On June 19, the Woodrow Wilson International Center for Scholars’ Global Women’s Leadership Initiative (GWLI) presented “A Conversation on the Role and Impact of Women in Lawmaking in Kosovo” in collaboration with the National Albanian American Council. The event, moderated by Rangita de Silva de Alwis, brought together four public policy and law experts who weighed in on the importance of women’s advancement in Kosovo’s government.
As an emerging democracy, the Republic of Kosovo is situated in a unique transitional stage in which women’s participation will be vital for establishing an accountable, inclusive government; it can also serve as an example for other transitional states forging a path for gender equality through policy. The GWLI’s July 19 panel was a critical venue for providing analysis and testimonies of Kosovo’s successes and challenges in gender equality.

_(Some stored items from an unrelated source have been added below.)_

use std::sync::Arc;

use axum::{
    Router,
    body::Body,
    extract::{Path, Query, State},
    http::{
        HeaderMap, HeaderValue, StatusCode,
        header::{ACCEPT, CONTENT_TYPE, VARY},
    },
    middleware,
    response::{IntoResponse, Response},
    routing::get,
};
use serde::Deserialize;
use tracing::debug;

use crate::{
    application::{
        error::{ErrorReport, HttpError},
        feed::FeedService,
        negotiation::{MARKDOWN_MEDIA_TYPE, Negotiator, OutputMode, RouteState},
        render::RenderError,
        repos::{ResourcesRepo, SettingsRepo},
        resource::ResourceRenderer,
        syndication::SyndicationService,
    },
    domain::entities::{ResourceRecord, SiteSettingsRecord},
};

use super::middleware::{ServedOutput, log_responses, set_request_context};

const RSS_CONTENT_TYPE: &str = "application/rss+xml";

#[derive(Clone)]
pub struct HttpState {
    pub negotiator: Arc<Negotiator>,
    pub feed: Arc<FeedService>,
    pub renderer: Arc<ResourceRenderer>,
    pub syndication: Arc<SyndicationService>,
    pub resources: Arc<dyn ResourcesRepo>,
    pub site: Arc<dyn SettingsRepo>,
}

pub fn build_router(state: HttpState) -> Router {
    Router::new()
        .route("/", get(index))
        .route("/feed", get(site_feed))
        .route("/feed/", get(site_feed))
        .route("/feed/markdown", get(markdown_feed))
        .route("/feed/markdown/", get(markdown_feed))
        .route("/{slug}", get(resource_detail))
        .route("/{slug}/", get(resource_detail))
        .route("/{slug}/feed", get(comment_feed))
        .route("/{slug}/feed/", get(comment_feed))
        .with_state(state)
        .layer(middleware::from_fn(log_responses))
        .layer(middleware::from_fn(set_request_context))
}

/// `?format=markdown` selects Markdown without an Accept header; `?feed`
/// asks a resource URL for its comment feed.
#[derive(Debug, Default, Deserialize)]
#[serde(default)]
struct OutputQuery {
    format: Option<String>,
    feed: Option<String>,
}

fn accept_header(headers: &HeaderMap) -> Option<&str> {
    headers.get(ACCEPT).and_then(|value| value.to_str().ok())
}

fn negotiate(
    state: &HttpState,
    headers: &HeaderMap,
    query: &OutputQuery,
    route: &RouteState,
) -> Option<OutputMode> {
    let mode = state
        .negotiator
        .resolve(accept_header(headers), query.format.as_deref(), route);
    debug!(
        target = "postdown::http::negotiation",
        mode = mode.map(OutputMode::as_str).unwrap_or("none"),
        resource_type = route.resource_type.as_deref().unwrap_or(""),
        "Output negotiated"
    );
    mode
}

async fn markdown_feed(State(state): State<HttpState>) -> Response {
    let result = state.feed.markdown_feed().await;
    render_markdown(&state, OutputMode::AggregateFeed, result).await
}

async fn site_feed(
    State(state): State<HttpState>,
    headers: HeaderMap,
    Query(query): Query<OutputQuery>,
) -> Response {
    if negotiate(&state, &headers, &query, &RouteState::feed()).is_some() {
        let result = state.feed.markdown_feed().await;
        return render_markdown(&state, OutputMode::AggregateFeed, result).await;
    }

    match state.syndication.rss_feed().await {
        Ok(body) => xml_response(body),
        Err(err) => render_error("infra::http::public::rss", err),
    }
}

async fn resource_detail(
    State(state): State<HttpState>,
    Path(slug): Path<String>,
    headers: HeaderMap,
    Query(query): Query<OutputQuery>,
) -> Response {
    let resource = match find_resource(&state, &slug).await {
        Ok(resource) => resource,
        Err(response) => return response,
    };

    let route = if query.feed.is_some() {
        RouteState::comment_feed(resource.resource_type.clone())
    } else {
        RouteState::resource(resource.resource_type.clone())
    };

    match negotiate(&state, &headers, &query, &route) {
        Some(OutputMode::CommentFeed) => {
            let result = state.renderer.render_resource_with_comments(&resource).await;
            render_markdown(&state, OutputMode::CommentFeed, result).await
        }
        Some(OutputMode::Resource) => {
            let result = state.renderer.render_resource(&resource).await;
            render_markdown(&state, OutputMode::Resource, result).await
        }
        Some(OutputMode::AggregateFeed) | None => resource_page(&state, &resource).await,
    }
}

async fn comment_feed(
    State(state): State<HttpState>,
    Path(slug): Path<String>,
    headers: HeaderMap,
    Query(query): Query<OutputQuery>,
) -> Response {
    let resource = match find_resource(&state, &slug).await {
        Ok(resource) => resource,
        Err(response) => return response,
    };

    let route = RouteState::comment_feed(resource.resource_type.clone());
    if negotiate(&state, &headers, &query, &route).is_some() {
        let result = state.renderer.render_resource_with_comments(&resource).await;
        return render_markdown(&state, OutputMode::CommentFeed, result).await;
    }

    match state.syndication.comment_rss(&resource).await {
        Ok(body) => xml_response(body),
        Err(err) => render_error("infra::http::public::comment_rss", err),
    }
}

async fn index(State(state): State<HttpState>) -> Response {
    let site = match load_site(&state).await {
        Ok(site) => site,
        Err(response) => return response,
    };

    let config = state.feed.configuration();
    let resources = match state
        .resources
        .list_published(&config.resource_types, config.max_posts)
        .await
    {
        Ok(resources) => resources,
        Err(err) => return render_error("infra::http::public::index", err.into()),
    };

    let mut items = String::new();
    for resource in &resources {
        items.push_str(&format!(
            "<li><a href=\"{}\">{}</a></li>\n",
            html_escape(&site.resource_url(&resource.slug)),
            resource.title
        ));
    }

    let body = format!(
        "<h1>{}</h1>\n<p>{}</p>\n<ul>\n{}</ul>\n",
        html_escape(&site.name),
        html_escape(&site.description),
        items
    );
    let alternate = site.markdown_feed_url();
    html_response(&site, &site.name, &alternate, &body)
}

async fn resource_page(state: &HttpState, resource: &ResourceRecord) -> Response {
    let site = match load_site(state).await {
        Ok(site) => site,
        Err(response) => return response,
    };

    let alternate = format!("{}?format=markdown", site.resource_url(&resource.slug));
    let body = format!(
        "<article>\n<h1>{}</h1>\n{}\n</article>\n",
        resource.title, resource.body_html
    );
    html_response(&site, &resource.title, &alternate, &body)
}

async fn find_resource(state: &HttpState, slug: &str) -> Result<ResourceRecord, Response> {
    match state.renderer.find(slug).await {
        Ok(Some(resource)) => Ok(resource),
        Ok(None) => Err(HttpError::not_found(
            "infra::http::public::find_resource",
            format!("no published resource with slug `{slug}`"),
        )
        .into_response()),
        Err(err) => Err(render_error("infra::http::public::find_resource", err)),
    }
}

async fn load_site(state: &HttpState) -> Result<SiteSettingsRecord, Response> {
    state
        .site
        .load_site_settings()
        .await
        .map_err(|err| render_error("infra::http::public::site", err.into()))
}

async fn render_markdown(
    state: &HttpState,
    mode: OutputMode,
    result: Result<String, RenderError>,
) -> Response {
    let body = match result {
        Ok(body) => body,
        Err(err) => return render_error("infra::http::public::markdown", err),
    };
    let site = match load_site(state).await {
        Ok(site) => site,
        Err(response) => return response,
    };
    markdown_response(body, &site.charset, mode)
}

fn render_error(source: &'static str, err: RenderError) -> Response {
    let mut response = HttpError::from(err).into_response();
    if let Some(report) = response.extensions_mut().get_mut::<ErrorReport>() {
        report.source = source;
    }
    response
}

fn markdown_response(body: String, charset: &str, mode: OutputMode) -> Response {
    let content_type = format!("{MARKDOWN_MEDIA_TYPE}; charset={charset}");
    let response = Response::builder()
        .status(StatusCode::OK)
        .header(CONTENT_TYPE, content_type)
        .header(VARY, HeaderValue::from_static("Accept"))
        .body(Body::from(body));
    served(response, ServedOutput::Markdown(mode))
}

fn html_response(
    site: &SiteSettingsRecord,
    title: &str,
    markdown_alternate: &str,
    body: &str,
) -> Response {
    let document = format!(
        "<!DOCTYPE html>\n<html>\n<head>\n<meta charset=\"{charset}\">\n<title>{title}</title>\n<link rel=\"alternate\" type=\"{MARKDOWN_MEDIA_TYPE}\" href=\"{alternate}\">\n</head>\n<body>\n{body}</body>\n</html>\n",
        charset = html_escape(&site.charset),
        title = html_escape(title),
        alternate = html_escape(markdown_alternate),
    );
    let response = Response::builder()
        .status(StatusCode::OK)
        .header(CONTENT_TYPE, format!("text/html; charset={}", site.charset))
        .header(VARY, HeaderValue::from_static("Accept"))
        .body(Body::from(document));
    served(response, ServedOutput::Html)
}

fn xml_response(body: String) -> Response {
    let response = Response::builder()
        .status(StatusCode::OK)
        .header(CONTENT_TYPE, RSS_CONTENT_TYPE)
        .header(VARY, HeaderValue::from_static("Accept"))
        .body(Body::from(body));
    served(response, ServedOutput::Rss)
}

fn served(built: Result<Response, axum::http::Error>, output: ServedOutput) -> Response {
    match built {
        Ok(mut response) => {
            response.extensions_mut().insert(output);
            response
        }
        Err(_) => StatusCode::INTERNAL_SERVER_ERROR.into_response(),
    }
}

fn html_escape(input: &str) -> String {
    input
        .replace('&', "&amp;")
        .replace('<', "&lt;")
        .replace('>', "&gt;")
        .replace('"', "&quot;")
}

#[cfg(test)]
mod tests {
    use super::*;

    #[test]
    fn markdown_response_sets_charset_and_vary() {
        let response =
            markdown_response("# Hi\n".to_string(), "ISO-8859-1", OutputMode::Resource);
        assert_eq!(
            response.headers()[CONTENT_TYPE],
            "text/markdown; charset=ISO-8859-1"
        );
        assert_eq!(response.headers()[VARY], "Accept");
        assert_eq!(
            response.extensions().get::<ServedOutput>(),
            Some(&ServedOutput::Markdown(OutputMode::Resource))
        );
    }

    #[test]
    fn escapes_attribute_text() {
        assert_eq!(html_escape("a\"<b>&"), "a&quot;&lt;b&gt;&amp;");
    }
}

The four panelists illuminated four separate areas of the question: the viability of quota systems, women’s involvement in local government, the role of legislation to prevent domestic violence, and the future of women in Kosovo’s diplomacy efforts.
Venera Kabashi, Senior Legal Officer at the Ministry of Justice, Kosovo, began the conversation by describing Kosovo’s general election law, which establishes a 30% quota for women in elected positions. Although some scholars believe that quotas can be counter-productive by painting a picture of women officials as weak and undeserving, Kabashi emphasized that quotas can speed up a mentality change for transitional countries. Not only do quotas increase the number of role models for other women interested in public service, studies have shown that they have an additional indirect effect on gender discrimination by causing fathers to aspire for more for their daughters and to keep them in school longer. “It’s not that we’re perfect now,” Kabashi noted on Kosovo’s progress, “it’s that we’re moving.” Blerta Miftari, Chief of the Cabinet of Kosovo’s Deputy Prime Minister and Minister of Local Government Administration, added to these points by describing the role of women in local government and the effectiveness of quotas at the local level. She argued that adequate budgeting and coordination is necessary to achieve gender equality in smaller municipalities that otherwise might fall off the radar.
Linda Abazi-Morina of the United Nations Populations Fund subsequently spoke about Kosovo’s legislative framework on domestic violence. Although Kosovo is making great strides in violence prevention and service provision for the survivors of violence (who are disproportionately women), there are still many impediments for those who wish to report a perpetrator, including cultural stigma, privacy issues, and the lack of economic self-sufficiency from one’s abuser. Kosovo is embarking on a program to make free legal aid, psychological services and medical treatment available to domestic violence survivors; properly train police responders; and improve coordination between different institutions like schools, hospitals and the police force.
Finally, Meliza Haradinaj, a council member in the Municipality of Kosovo’s Capital, Prishtina, discussed gender equality in the realm of diplomacy. Women diplomats are particularly critical in foreign affairs because they are representatives of an entire nation and reflect on the commitment to equality. Key figures in international politics affect a population’s self-image and their image in the eyes of the world.
All four women underscored the importance of ensuring that these efforts are adequately funded and enforced. Without thorough implementation, they noted, policies are useless. A second overarching theme of the panel was the place of education in transforming gender relations. Because the majority of the population of Kosovo is under 35 years old, educating youth on gender equality must be a focus in order to move past historical patriarchal power differences.
Although the panelists agreed that being a woman in the public sphere can be extraordinarily difficult – women officials often get judged more on how they dress and how they say things than what they are saying – they were optimistic about Kosovo’s future as an egalitarian state for women in government positions.